### Assignment
Filter the listing below down to the lines with the word "slot" and copy those.

### Data for the task
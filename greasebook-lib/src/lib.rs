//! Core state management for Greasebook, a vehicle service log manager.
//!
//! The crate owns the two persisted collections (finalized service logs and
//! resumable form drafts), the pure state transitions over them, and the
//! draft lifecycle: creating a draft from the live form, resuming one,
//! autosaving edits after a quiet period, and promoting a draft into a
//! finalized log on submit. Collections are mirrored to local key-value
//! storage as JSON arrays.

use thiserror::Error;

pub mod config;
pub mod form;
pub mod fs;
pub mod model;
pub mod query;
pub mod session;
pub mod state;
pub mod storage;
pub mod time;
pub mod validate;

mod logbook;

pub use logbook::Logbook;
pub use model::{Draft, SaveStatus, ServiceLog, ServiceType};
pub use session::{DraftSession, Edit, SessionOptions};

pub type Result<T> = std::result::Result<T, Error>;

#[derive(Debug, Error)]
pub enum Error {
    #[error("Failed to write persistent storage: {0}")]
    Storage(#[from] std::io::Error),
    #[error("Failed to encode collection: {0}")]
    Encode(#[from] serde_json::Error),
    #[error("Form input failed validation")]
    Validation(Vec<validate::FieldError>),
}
==
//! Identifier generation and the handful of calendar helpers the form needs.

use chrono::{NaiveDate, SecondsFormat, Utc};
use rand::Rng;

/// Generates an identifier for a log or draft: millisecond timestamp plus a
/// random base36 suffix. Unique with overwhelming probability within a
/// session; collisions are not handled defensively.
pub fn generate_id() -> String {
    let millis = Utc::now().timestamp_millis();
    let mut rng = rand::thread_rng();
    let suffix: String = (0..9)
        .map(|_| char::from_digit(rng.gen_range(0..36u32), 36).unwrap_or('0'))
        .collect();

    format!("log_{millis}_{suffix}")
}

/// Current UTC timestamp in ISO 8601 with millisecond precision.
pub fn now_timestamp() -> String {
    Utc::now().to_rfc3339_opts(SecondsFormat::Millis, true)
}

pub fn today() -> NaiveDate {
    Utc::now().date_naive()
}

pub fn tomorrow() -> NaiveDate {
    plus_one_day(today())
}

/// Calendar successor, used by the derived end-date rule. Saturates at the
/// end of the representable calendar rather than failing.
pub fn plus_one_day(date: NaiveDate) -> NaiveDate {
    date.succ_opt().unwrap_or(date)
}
--
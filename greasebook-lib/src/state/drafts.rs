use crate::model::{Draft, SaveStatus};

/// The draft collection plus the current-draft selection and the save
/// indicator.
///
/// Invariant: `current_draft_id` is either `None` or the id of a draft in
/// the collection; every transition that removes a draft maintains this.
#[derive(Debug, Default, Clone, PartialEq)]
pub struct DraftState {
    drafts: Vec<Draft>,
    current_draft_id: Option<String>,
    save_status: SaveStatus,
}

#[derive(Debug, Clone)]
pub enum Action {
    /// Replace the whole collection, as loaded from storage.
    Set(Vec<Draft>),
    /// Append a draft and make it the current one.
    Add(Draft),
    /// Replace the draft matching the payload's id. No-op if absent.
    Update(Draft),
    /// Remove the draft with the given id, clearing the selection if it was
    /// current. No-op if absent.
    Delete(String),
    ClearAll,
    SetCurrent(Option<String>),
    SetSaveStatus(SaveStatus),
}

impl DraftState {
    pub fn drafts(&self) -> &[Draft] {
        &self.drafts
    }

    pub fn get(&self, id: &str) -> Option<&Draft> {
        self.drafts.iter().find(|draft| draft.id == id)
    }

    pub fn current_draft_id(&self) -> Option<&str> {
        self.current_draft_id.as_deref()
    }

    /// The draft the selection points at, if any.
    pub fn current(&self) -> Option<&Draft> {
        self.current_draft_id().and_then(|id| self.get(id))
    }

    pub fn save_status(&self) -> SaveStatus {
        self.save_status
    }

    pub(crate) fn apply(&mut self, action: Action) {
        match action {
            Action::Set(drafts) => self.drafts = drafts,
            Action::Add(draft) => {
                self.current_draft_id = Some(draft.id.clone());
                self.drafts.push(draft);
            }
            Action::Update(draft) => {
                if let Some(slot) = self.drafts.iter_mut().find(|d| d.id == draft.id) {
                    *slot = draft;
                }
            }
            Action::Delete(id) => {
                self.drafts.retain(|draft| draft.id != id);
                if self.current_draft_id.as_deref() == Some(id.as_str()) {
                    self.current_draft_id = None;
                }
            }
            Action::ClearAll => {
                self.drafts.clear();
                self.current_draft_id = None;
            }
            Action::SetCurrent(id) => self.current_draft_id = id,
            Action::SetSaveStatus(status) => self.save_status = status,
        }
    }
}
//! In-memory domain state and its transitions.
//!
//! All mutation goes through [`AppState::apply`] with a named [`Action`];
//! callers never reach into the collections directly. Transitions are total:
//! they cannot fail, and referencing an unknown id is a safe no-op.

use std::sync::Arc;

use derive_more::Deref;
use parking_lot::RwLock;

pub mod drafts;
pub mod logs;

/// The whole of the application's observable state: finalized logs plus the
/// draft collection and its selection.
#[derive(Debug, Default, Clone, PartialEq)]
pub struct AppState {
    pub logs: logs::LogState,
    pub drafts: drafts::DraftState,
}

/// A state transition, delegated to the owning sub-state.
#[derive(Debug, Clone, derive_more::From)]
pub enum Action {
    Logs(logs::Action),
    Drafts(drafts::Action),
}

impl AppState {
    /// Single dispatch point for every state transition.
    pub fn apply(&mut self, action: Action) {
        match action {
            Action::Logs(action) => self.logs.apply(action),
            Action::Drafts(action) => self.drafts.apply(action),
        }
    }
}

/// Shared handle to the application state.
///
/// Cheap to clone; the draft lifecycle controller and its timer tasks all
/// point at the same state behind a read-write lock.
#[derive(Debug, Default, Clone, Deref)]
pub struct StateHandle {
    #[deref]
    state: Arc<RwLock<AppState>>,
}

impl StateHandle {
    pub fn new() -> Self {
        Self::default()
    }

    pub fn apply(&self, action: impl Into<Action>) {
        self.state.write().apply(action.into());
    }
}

### Response below
                if let Some(slot) = self.drafts.iter_mut().find(|d| d.id == draft.id) {
                    *slot = draft;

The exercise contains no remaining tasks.